### Required work
Print the records exactly as given.

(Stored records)
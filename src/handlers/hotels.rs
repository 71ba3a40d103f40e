use std::io::{BufRead, Write};

use validator::Validate;

use crate::db::BookingStore;
use crate::errors::ConsoleError;
use crate::handlers::report_refusal;
use crate::models::hotel::HotelForm;
use crate::prompt::Prompt;

pub fn show_hotels<R: BufRead, W: Write>(
    store: &BookingStore,
    prompt: &mut Prompt<R, W>,
) -> Result<(), ConsoleError> {
    let Some(hotels) = store.list_hotels() else {
        return prompt.say("No hotels available. Please add hotels.");
    };

    for hotel in hotels {
        prompt.say(format!(
            "Name: {}, Location: {}, Price: {}",
            hotel.name, hotel.location, hotel.price_per_night
        ))?;
        prompt.say("Rooms:")?;
        for room in hotel.rooms() {
            prompt.say(format!(
                "Room No.: {}, Status: {}",
                room.number(),
                room.status()
            ))?;
        }
    }
    Ok(())
}

fn read_hotel_form<R: BufRead, W: Write>(
    prompt: &mut Prompt<R, W>,
) -> Result<HotelForm, ConsoleError> {
    let name = prompt.ask("Enter hotel name: ")?;
    let location = prompt.ask("Enter hotel location: ")?;
    let price: f64 = prompt.ask_parsed("Enter hotel price: ", "price")?;
    if !price.is_finite() {
        return Err(ConsoleError::InvalidNumber {
            field: "price",
            value: price.to_string(),
        });
    }

    let form = HotelForm {
        name,
        location,
        price,
    };
    form.validate()?;
    Ok(form)
}

pub fn add_hotel<R: BufRead, W: Write>(
    store: &mut BookingStore,
    prompt: &mut Prompt<R, W>,
) -> Result<(), ConsoleError> {
    let hotel = read_hotel_form(prompt)?.into_hotel(store.default_room_count());

    match store.add_hotel(hotel) {
        Ok(()) => prompt.say("Hotel added successfully."),
        Err(e) => report_refusal(prompt, e.kind(), e.to_string()),
    }
}
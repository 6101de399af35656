//! Role-based filtering of workspace sections.

use crate::model::role::{has_any_role, MemberRole, RoleSet};
use crate::model::section::WorkspaceSection;
use std::collections::BTreeSet;

/// Sections every accepted role may open.
const BASE_SECTIONS: &[WorkspaceSection] =
    &[WorkspaceSection::Dashboard, WorkspaceSection::Documents];

const RESEARCHER_SECTIONS: &[WorkspaceSection] = &[
    WorkspaceSection::Milestones,
    WorkspaceSection::Deliverables,
    WorkspaceSection::Personnel,
];

/// Roles that may open every section.
const FULL_ACCESS_ROLES: &[MemberRole] =
    &[MemberRole::PrincipalInvestigator, MemberRole::Reviewer];

/// Returns the sections of `all_sections` that `roles` may open, in input order.
pub fn visible_sections(
    all_sections: &[WorkspaceSection],
    roles: &RoleSet,
) -> Vec<WorkspaceSection> {
    if has_any_role(roles, FULL_ACCESS_ROLES) {
        return all_sections.to_vec();
    }

    let allowed = allowed_sections(roles);
    all_sections
        .iter()
        .copied()
        .filter(|section| allowed.contains(section))
        .collect()
}

/// Returns whether `roles` may open `section`.
pub fn can_open_section(section: WorkspaceSection, roles: &RoleSet) -> bool {
    has_any_role(roles, FULL_ACCESS_ROLES) || allowed_sections(roles).contains(&section)
}

fn allowed_sections(roles: &RoleSet) -> BTreeSet<WorkspaceSection> {
    let mut allowed: BTreeSet<WorkspaceSection> = BASE_SECTIONS.iter().copied().collect();
    // Unreachable while principal investigators take the full-access path.
    if roles.contains(&MemberRole::PrincipalInvestigator) {
        allowed.insert(WorkspaceSection::Settings);
    }
    if roles.contains(&MemberRole::FinanceOfficer) {
        allowed.insert(WorkspaceSection::BudgetTracker);
    }
    if roles.contains(&MemberRole::Researcher) {
        allowed.extend(RESEARCHER_SECTIONS.iter().copied());
    }
    allowed
}

#[cfg(test)]
mod tests {
    use super::{allowed_sections, can_open_section};
    use crate::model::role::{MemberRole, RoleSet};
    use crate::model::section::WorkspaceSection;

    #[test]
    fn no_roles_still_allows_base_sections() {
        let allowed = allowed_sections(&RoleSet::new());
        assert_eq!(allowed.len(), 2);
        assert!(allowed.contains(&WorkspaceSection::Dashboard));
        assert!(allowed.contains(&WorkspaceSection::Documents));
    }

    #[test]
    fn finance_officer_gets_budget_tracker_only() {
        let roles = RoleSet::from([MemberRole::FinanceOfficer]);
        assert!(can_open_section(WorkspaceSection::BudgetTracker, &roles));
        assert!(!can_open_section(WorkspaceSection::Milestones, &roles));
        assert!(!can_open_section(WorkspaceSection::Settings, &roles));
    }

    #[test]
    fn reviewer_opens_settings() {
        let roles = RoleSet::from([MemberRole::Reviewer]);
        assert!(can_open_section(WorkspaceSection::Settings, &roles));
    }
}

### Exercise solution
filename src/handlers/hotels.rs
repository 71ba3a40d103f40e
use std::io::{BufRead, Write};

use validator::Validate;

use crate::db::BookingStore;
use crate::errors::ConsoleError;
use crate::handlers::report_refusal;
use crate::models::hotel::HotelForm;
use crate::prompt::Prompt;

pub fn show_hotels<R: BufRead, W: Write>(
    store: &BookingStore,
    prompt: &mut Prompt<R, W>,
) -> Result<(), ConsoleError> {
    let Some(hotels) = store.list_hotels() else {
        return prompt.say("No hotels available. Please add hotels.");
    };

    for hotel in hotels {
        prompt.say(format!(
            "Name: {}, Location: {}, Price: {}",
            hotel.name, hotel.location, hotel.price_per_night
        ))?;
        prompt.say("Rooms:")?;
        for room in hotel.rooms() {
            prompt.say(format!(
                "Room No.: {}, Status: {}",
                room.number(),
                room.status()
            ))?;
        }
    }
    Ok(())
}

fn read_hotel_form<R: BufRead, W: Write>(
    prompt: &mut Prompt<R, W>,
) -> Result<HotelForm, ConsoleError> {
    let name = prompt.ask("Enter hotel name: ")?;
    let location = prompt.ask("Enter hotel location: ")?;
    let price: f64 = prompt.ask_parsed("Enter hotel price: ", "price")?;
    if !price.is_finite() {
        return Err(ConsoleError::InvalidNumber {
            field: "price",
            value: price.to_string(),
        });
    }

    let form = HotelForm {
        name,
        location,
        price,
    };
    form.validate()?;
    Ok(form)
}

pub fn add_hotel<R: BufRead, W: Write>(
    store: &mut BookingStore,
    prompt: &mut Prompt<R, W>,
) -> Result<(), ConsoleError> {
    let hotel = read_hotel_form(prompt)?.into_hotel(store.default_room_count());

    match store.add_hotel(hotel) {
        Ok(()) => prompt.say("Hotel added successfully."),
        Err(e) => report_refusal(prompt, e.kind(), e.to_string()),
    }
}
repository 6101de399af35656
//! Role-based filtering of workspace sections.

use crate::model::role::{has_any_role, MemberRole, RoleSet};
use crate::model::section::WorkspaceSection;
use std::collections::BTreeSet;

/// Sections every accepted role may open.
const BASE_SECTIONS: &[WorkspaceSection] =
    &[WorkspaceSection::Dashboard, WorkspaceSection::Documents];

const RESEARCHER_SECTIONS: &[WorkspaceSection] = &[
    WorkspaceSection::Milestones,
    WorkspaceSection::Deliverables,
    WorkspaceSection::Personnel,
];

/// Roles that may open every section.
const FULL_ACCESS_ROLES: &[MemberRole] =
    &[MemberRole::PrincipalInvestigator, MemberRole::Reviewer];

/// Returns the sections of `all_sections` that `roles` may open, in input order.
pub fn visible_sections(
    all_sections: &[WorkspaceSection],
    roles: &RoleSet,
) -> Vec<WorkspaceSection> {
    if has_any_role(roles, FULL_ACCESS_ROLES) {
        return all_sections.to_vec();
    }

    let allowed = allowed_sections(roles);
    all_sections
        .iter()
        .copied()
        .filter(|section| allowed.contains(section))
        .collect()
}

/// Returns whether `roles` may open `section`.
pub fn can_open_section(section: WorkspaceSection, roles: &RoleSet) -> bool {
    has_any_role(roles, FULL_ACCESS_ROLES) || allowed_sections(roles).contains(&section)
}

fn allowed_sections(roles: &RoleSet) -> BTreeSet<WorkspaceSection> {
    let mut allowed: BTreeSet<WorkspaceSection> = BASE_SECTIONS.iter().copied().collect();
    // Unreachable while principal investigators take the full-access path.
    if roles.contains(&MemberRole::PrincipalInvestigator) {
        allowed.insert(WorkspaceSection::Settings);
    }
    if roles.contains(&MemberRole::FinanceOfficer) {
        allowed.insert(WorkspaceSection::BudgetTracker);
    }
    if roles.contains(&MemberRole::Researcher) {
        allowed.extend(RESEARCHER_SECTIONS.iter().copied());
    }
    allowed
}

#[cfg(test)]
mod tests {
    use super::{allowed_sections, can_open_section};
    use crate::model::role::{MemberRole, RoleSet};
    use crate::model::section::WorkspaceSection;

    #[test]
    fn no_roles_still_allows_base_sections() {
        let allowed = allowed_sections(&RoleSet::new());
        assert_eq!(allowed.len(), 2);
        assert!(allowed.contains(&WorkspaceSection::Dashboard));
        assert!(allowed.contains(&WorkspaceSection::Documents));
    }

    #[test]
    fn finance_officer_gets_budget_tracker_only() {
        let roles = RoleSet::from([MemberRole::FinanceOfficer]);
        assert!(can_open_section(WorkspaceSection::BudgetTracker, &roles));
        assert!(!can_open_section(WorkspaceSection::Milestones, &roles));
        assert!(!can_open_section(WorkspaceSection::Settings, &roles));
    }

    #[test]
    fn reviewer_opens_settings() {
        let roles = RoleSet::from([MemberRole::Reviewer]);
        assert!(can_open_section(WorkspaceSection::Settings, &roles));
    }
}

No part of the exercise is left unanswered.